About this task: Filter the data below, keeping only lines that contain "single".

Data for review:
//! Store and Time Index, Mutated Together
//!
//! A [`Keyspace`] pairs the [`Store`] with its [`TimeIndex`]. Every write that
//! carries a TTL records the value and schedules its expiry in one call, and
//! every flush drains and reconciles in one call. The owner wraps the whole
//! keyspace in a single lock, so neither step can interleave with the other.
//!
//! ## Reconciliation
//!
//! A scheduled expiry only removes its key when the store still holds the
//! exact write it was scheduled for:
//!
//! ```text
//!   put(k, v1, 10ms)  -> stamp 1, schedule (t+10, 1, k)
//!   put(k, v2, 10ms)  -> stamp 2, schedule (t+15, 2, k)
//!   flush at t+10     -> record stamp 1, store stamp 2: skip
//!   flush at t+15     -> record stamp 2, store stamp 2: remove
//! ```

use super::index::TimeIndex;
use super::store::Store;
use std::borrow::Borrow;
use std::hash::Hash;
use std::time::Duration;
use tokio::time::Instant;
use tracing::trace;

/// Outcome of a single flush.
#[derive(Debug, Clone, Copy, Default, PartialEq, Eq)]
pub struct FlushReport {
    /// Records drained from the index
    pub drained: usize,
    /// Entries actually removed from the store
    pub removed: usize,
}

impl FlushReport {
    /// Records that were discarded because a newer write or a delete
    /// superseded them.
    pub fn stale(&self) -> usize {
        self.drained - self.removed
    }
}

/// The key-value store together with its pending expirations.
#[derive(Debug)]
pub struct Keyspace<K, V> {
    store: Store<K, V>,
    index: TimeIndex<K>,
}

impl<K, V> Default for Keyspace<K, V> {
    fn default() -> Self {
        Self {
            store: Store::default(),
            index: TimeIndex::default(),
        }
    }
}

impl<K: Eq + Hash + Clone, V> Keyspace<K, V> {
    /// Creates an empty keyspace.
    pub fn new() -> Self {
        Self::default()
    }

    /// Writes a value and, if `ttl` is given, schedules its expiry.
    ///
    /// A TTL too large to represent as a deadline leaves the entry
    /// persistent.
    ///
    /// # Returns
    ///
    /// The previous value, if any.
    pub fn put(&mut self, key: K, value: V, ttl: Option<Duration>, now: Instant) -> Option<V> {
        match ttl.and_then(|ttl| now.checked_add(ttl)) {
            Some(expires_at) => {
                let (stamp, previous) = self.store.put(key.clone(), value, Some(expires_at));
                self.index.schedule(expires_at, stamp, key);
                previous
            }
            None => self.store.put(key, value, None).1,
        }
    }

    /// Removes a key unconditionally.
    ///
    /// Any expiry already scheduled for it stays in the index and is
    /// discarded when it drains.
    pub fn remove<Q>(&mut self, key: &Q) -> Option<V>
    where
        K: Borrow<Q>,
        Q: Hash + Eq + ?Sized,
    {
        self.store.remove(key)
    }

    /// Drains every expiry due at `now` and removes the entries that have
    /// not been rewritten since their expiry was scheduled.
    ///
    /// Keys that are already gone are skipped silently. Flushing a keyspace
    /// with nothing due is a no-op.
    pub fn flush(&mut self, now: Instant) -> FlushReport {
        let due = self.index.drain_expired(now);
        let mut report = FlushReport {
            drained: due.len(),
            removed: 0,
        };

        for record in due {
            if self.store.last_set_stamp(&record.key) == Some(record.set_at) {
                self.store.remove(&record.key);
                report.removed += 1;
            } else {
                trace!(
                    stamp = record.set_at.get(),
                    "Skipping stale expiry record"
                );
            }
        }

        report
    }

    /// Removes every entry and every pending expiry.
    pub fn clear(&mut self) {
        self.store.clear();
        self.index.clear();
    }

    /// Read access to the store.
    pub fn store(&self) -> &Store<K, V> {
        &self.store
    }

    /// Read access to the pending expirations.
    pub fn index(&self) -> &TimeIndex<K> {
        &self.index
    }
}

Finished exercise:
//! keyspace in a single lock, so neither step can interleave with the other.
/// Outcome of a single flush.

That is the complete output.